Ralph Fasanella: Images of Optimism
Hardcover Smyth-sewn casebound book, with jacket
128 pages with more than 70 full-color reproductions and photographs. Includes Chronology, Index of Artworks, and Afterword.
Size: 10 x 10 in.
Ralph Fasanella was an activist whose megaphone was his paintbrush. His images, filled with symbolism, chronicle life in early twentieth-century New York, the American labor movement, the complex bonds of family, and the political injustices and social inequities of his time. His paintings teem with gritty realities and his own hopeful visions for a prosperous working class.
Born in 1914 to Italian immigrant parents, Fasanella was intellectual without formality. Though he never attended art school, he enthusiastically studied the greats, was well read, and was confident in his developed knowledge of painting. “His most accomplished works reveal the perversions and promises of the United States: the history of prejudice, oppression, and wage slavery, and the power of opposition, hope, and the struggle for a more egalitarian society,” writes Marc Fasanella, the artist’s son, in Ralph Fasanella: Images of Optimism. “He painted the beauty, poetry, and social cohesion that define a healthy existence. He communicated these concepts by employing the emotional resonance of persuasive visual metaphor.
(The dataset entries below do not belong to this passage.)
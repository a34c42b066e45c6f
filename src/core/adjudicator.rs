//! Request adjudication.
//!
//! A request is checked against the process's remaining need, then against
//! the free pool. If both hold, it is applied to a private copy of the
//! snapshot and that copy is committed only when the safety checker
//! accepts it; otherwise the original snapshot is returned untouched.

use tracing::debug;

use crate::domain::{AdjudicationResult, AllocError, Reason, SystemSnapshot};

use super::safety::check_safety;
use super::vector;

/// Decide whether `process` may receive `request` right now
///
/// Malformed input (unknown process, wrong request length) is an `Err`;
/// every policy decision is an `Ok` carrying a [`Reason`].
pub fn adjudicate(
    snapshot: &SystemSnapshot,
    process: usize,
    request: &[u32],
) -> Result<AdjudicationResult, AllocError> {
    validate_request(snapshot, process, request)?;

    if !vector::fits_within(request, &snapshot.need()[process]) {
        debug!(process, ?request, "request exceeds remaining claim");
        return Ok(AdjudicationResult::denied(
            snapshot.clone(),
            Reason::ExceedsMaximumClaim,
            Vec::new(),
        ));
    }

    if !vector::fits_within(request, snapshot.available()) {
        debug!(process, ?request, "request exceeds free pool");
        let current = check_safety(snapshot);
        return Ok(AdjudicationResult::denied(
            snapshot.clone(),
            Reason::InsufficientAvailable,
            current.order,
        ));
    }

    let tentative = snapshot.with_loan(process, request)?;
    let verdict = check_safety(&tentative);

    if verdict.is_safe {
        debug!(process, ?request, order = ?verdict.order, "request committed");
        Ok(AdjudicationResult {
            granted: true,
            snapshot: tentative,
            reason: Reason::Granted,
            order: verdict.order,
        })
    } else {
        debug!(process, ?request, "request rolled back: tentative state unsafe");
        let current = check_safety(snapshot);
        Ok(AdjudicationResult::denied(
            snapshot.clone(),
            Reason::WouldDeadlock,
            current.order,
        ))
    }
}

fn validate_request(snapshot: &SystemSnapshot, process: usize, request: &[u32]) -> Result<(), AllocError> {
    if process >= snapshot.process_count() {
        return Err(AllocError::ProcessOutOfRange {
            process,
            process_count: snapshot.process_count(),
        });
    }
    if request.len() != snapshot.resource_count() {
        return Err(AllocError::RequestLength {
            expected: snapshot.resource_count(),
            actual: request.len(),
        });
    }
    Ok(())
}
He painted optimism.”
Ralph Fasanella: Images of Optimism showcases nearly seventy of Fasanella’s vibrant images of social conscience. An essay by Leslie Umberger articulates Fasanella’s life of action and the deep-seated drive behind his work, and Marc Fasanella offers personal perspectives on this artist of the people.
About the Authors
Marc Fasanella has been a professor of art, architecture, and design for thirty years. He has curated exhibitions featuring notable artists George Rickey, Moses Soyer, Robert Gwathmey, David Burliuk, James McMullan, Richard Mayhew, and Milton Glaser, as well as his father, about whom he has written and lectured extensively.
Leslie Umberger is an art historian who has specialized in folk, self-taught, and vernacular art since the late 1990s. She is the curator of folk and self-taught art at the Smithsonian American Art Museum in Washington, DC.